### PROBLEM STATEMENT
How many lines in these records include the string "counter"? Reply with that number alone.

### DATASET RECORDS
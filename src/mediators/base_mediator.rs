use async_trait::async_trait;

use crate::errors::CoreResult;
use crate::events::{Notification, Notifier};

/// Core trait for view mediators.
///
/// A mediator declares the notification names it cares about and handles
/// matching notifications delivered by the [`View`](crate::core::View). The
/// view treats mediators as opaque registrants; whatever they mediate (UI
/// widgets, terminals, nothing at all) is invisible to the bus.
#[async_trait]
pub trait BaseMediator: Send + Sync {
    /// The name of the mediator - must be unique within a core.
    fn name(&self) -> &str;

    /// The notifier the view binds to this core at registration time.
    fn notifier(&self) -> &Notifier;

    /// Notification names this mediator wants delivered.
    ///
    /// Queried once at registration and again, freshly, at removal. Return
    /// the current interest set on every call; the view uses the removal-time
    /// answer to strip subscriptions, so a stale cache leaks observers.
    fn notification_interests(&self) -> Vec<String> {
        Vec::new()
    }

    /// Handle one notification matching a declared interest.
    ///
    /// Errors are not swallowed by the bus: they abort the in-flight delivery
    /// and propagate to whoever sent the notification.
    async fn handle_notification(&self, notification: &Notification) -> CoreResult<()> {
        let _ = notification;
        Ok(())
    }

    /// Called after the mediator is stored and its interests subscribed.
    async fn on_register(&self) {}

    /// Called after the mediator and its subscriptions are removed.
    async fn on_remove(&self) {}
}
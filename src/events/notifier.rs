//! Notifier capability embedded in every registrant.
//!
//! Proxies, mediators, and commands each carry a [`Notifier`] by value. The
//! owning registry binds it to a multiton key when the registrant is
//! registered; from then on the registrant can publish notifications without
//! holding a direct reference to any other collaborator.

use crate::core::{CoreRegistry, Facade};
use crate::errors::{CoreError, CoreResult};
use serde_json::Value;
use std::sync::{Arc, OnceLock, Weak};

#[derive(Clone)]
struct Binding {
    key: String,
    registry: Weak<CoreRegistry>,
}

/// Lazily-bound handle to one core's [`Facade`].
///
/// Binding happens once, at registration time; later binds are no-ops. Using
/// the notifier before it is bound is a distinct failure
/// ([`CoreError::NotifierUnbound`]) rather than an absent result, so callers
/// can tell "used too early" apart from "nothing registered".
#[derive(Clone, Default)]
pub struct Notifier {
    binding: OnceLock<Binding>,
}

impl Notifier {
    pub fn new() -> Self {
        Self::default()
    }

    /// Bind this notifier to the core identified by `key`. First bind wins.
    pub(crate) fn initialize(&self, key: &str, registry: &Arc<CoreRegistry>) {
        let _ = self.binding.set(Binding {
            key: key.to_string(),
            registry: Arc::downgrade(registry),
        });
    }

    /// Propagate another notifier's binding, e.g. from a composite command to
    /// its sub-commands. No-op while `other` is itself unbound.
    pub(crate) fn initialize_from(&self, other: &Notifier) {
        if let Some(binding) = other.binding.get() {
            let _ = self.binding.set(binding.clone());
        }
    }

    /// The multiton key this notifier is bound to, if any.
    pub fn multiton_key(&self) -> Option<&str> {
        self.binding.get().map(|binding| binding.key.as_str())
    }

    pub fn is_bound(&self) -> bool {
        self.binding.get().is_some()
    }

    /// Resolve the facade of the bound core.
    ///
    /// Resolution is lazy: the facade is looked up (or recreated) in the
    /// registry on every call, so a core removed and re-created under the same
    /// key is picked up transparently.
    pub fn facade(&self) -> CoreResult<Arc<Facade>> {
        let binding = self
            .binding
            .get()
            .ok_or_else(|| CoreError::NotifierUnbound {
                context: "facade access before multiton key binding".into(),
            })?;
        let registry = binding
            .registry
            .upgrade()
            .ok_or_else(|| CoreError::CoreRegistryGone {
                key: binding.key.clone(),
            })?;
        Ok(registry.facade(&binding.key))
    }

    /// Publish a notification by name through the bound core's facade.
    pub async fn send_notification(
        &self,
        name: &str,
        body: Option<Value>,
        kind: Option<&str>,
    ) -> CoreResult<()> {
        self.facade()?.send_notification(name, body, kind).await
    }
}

---

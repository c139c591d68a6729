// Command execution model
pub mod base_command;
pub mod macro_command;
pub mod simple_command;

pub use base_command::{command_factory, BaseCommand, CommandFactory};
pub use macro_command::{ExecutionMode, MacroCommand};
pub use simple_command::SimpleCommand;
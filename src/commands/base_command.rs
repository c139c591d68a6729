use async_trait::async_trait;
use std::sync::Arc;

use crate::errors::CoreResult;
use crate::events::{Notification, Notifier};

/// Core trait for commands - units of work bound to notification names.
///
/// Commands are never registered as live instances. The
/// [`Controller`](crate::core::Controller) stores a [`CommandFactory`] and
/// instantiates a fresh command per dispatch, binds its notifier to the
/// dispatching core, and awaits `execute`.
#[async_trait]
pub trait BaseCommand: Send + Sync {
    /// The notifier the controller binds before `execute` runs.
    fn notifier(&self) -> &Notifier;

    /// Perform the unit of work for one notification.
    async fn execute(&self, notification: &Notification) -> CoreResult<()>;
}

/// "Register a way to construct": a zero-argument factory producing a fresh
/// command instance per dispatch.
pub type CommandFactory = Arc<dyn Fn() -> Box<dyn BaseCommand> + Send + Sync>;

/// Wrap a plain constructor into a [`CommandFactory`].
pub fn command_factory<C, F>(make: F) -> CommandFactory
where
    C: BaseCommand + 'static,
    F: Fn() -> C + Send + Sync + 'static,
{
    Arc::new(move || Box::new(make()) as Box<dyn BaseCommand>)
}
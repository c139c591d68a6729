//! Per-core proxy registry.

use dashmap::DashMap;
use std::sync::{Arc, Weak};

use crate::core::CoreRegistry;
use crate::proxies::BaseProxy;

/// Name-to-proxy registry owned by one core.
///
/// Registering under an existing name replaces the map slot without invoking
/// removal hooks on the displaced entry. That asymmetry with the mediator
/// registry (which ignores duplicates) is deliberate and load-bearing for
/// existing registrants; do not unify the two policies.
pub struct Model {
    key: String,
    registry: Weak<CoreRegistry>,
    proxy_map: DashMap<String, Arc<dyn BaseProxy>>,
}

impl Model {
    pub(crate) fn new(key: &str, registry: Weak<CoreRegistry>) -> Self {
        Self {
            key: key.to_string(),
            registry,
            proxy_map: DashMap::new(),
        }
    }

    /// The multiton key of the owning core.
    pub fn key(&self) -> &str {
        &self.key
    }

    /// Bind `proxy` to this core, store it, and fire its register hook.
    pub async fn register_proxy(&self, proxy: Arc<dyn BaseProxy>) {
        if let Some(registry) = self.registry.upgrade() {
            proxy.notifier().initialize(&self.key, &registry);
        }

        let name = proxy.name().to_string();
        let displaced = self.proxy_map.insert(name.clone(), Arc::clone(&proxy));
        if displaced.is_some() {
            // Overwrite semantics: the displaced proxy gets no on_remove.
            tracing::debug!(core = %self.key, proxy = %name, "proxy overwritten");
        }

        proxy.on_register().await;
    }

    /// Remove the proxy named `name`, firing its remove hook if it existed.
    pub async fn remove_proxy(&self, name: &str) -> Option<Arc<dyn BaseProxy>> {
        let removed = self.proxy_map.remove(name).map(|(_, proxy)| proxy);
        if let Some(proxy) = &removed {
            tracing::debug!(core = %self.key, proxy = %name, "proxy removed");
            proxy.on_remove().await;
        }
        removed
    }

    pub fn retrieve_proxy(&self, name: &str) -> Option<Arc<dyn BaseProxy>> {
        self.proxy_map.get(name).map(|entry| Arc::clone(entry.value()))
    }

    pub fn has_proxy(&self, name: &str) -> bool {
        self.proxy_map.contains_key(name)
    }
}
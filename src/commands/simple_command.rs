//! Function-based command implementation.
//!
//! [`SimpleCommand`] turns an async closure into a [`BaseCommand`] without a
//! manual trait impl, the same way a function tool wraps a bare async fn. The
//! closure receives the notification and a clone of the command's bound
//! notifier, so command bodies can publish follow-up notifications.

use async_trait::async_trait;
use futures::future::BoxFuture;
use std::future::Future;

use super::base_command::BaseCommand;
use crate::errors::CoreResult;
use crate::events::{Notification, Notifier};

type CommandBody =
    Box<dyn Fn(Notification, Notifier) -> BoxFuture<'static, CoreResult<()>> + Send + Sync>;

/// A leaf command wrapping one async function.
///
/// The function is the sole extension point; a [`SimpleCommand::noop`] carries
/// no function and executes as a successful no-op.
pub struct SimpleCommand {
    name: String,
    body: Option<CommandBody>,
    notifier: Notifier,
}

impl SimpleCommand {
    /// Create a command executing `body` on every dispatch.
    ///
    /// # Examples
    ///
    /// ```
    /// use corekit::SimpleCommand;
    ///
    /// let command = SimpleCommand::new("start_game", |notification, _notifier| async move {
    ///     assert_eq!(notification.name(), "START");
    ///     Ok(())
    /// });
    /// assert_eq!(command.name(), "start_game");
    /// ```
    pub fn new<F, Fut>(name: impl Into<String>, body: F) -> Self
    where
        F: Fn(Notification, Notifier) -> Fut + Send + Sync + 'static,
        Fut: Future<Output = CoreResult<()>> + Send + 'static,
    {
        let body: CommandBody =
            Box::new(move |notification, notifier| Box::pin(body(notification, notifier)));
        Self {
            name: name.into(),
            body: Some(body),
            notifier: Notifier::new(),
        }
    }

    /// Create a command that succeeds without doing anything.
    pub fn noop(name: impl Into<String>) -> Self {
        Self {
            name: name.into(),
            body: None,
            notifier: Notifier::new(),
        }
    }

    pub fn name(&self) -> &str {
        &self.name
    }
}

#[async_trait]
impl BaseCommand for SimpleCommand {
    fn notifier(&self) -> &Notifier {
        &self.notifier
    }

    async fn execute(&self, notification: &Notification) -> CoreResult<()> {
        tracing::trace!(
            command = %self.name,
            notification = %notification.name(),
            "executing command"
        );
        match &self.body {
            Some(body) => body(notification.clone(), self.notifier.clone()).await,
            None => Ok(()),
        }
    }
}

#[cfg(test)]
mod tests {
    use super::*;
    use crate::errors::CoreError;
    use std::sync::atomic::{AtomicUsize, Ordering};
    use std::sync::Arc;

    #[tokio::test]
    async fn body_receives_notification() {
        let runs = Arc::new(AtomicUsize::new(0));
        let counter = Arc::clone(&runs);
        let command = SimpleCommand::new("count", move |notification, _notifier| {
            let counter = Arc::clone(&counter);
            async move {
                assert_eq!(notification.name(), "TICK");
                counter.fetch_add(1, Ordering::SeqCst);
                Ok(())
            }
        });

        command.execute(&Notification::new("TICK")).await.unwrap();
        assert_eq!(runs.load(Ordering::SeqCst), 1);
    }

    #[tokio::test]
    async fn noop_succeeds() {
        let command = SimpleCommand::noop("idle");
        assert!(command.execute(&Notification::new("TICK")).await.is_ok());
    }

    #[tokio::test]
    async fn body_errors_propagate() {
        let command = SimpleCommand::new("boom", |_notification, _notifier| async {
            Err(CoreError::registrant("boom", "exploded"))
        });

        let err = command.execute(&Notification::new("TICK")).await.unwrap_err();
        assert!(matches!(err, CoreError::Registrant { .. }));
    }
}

### WRITTEN ANSWER
3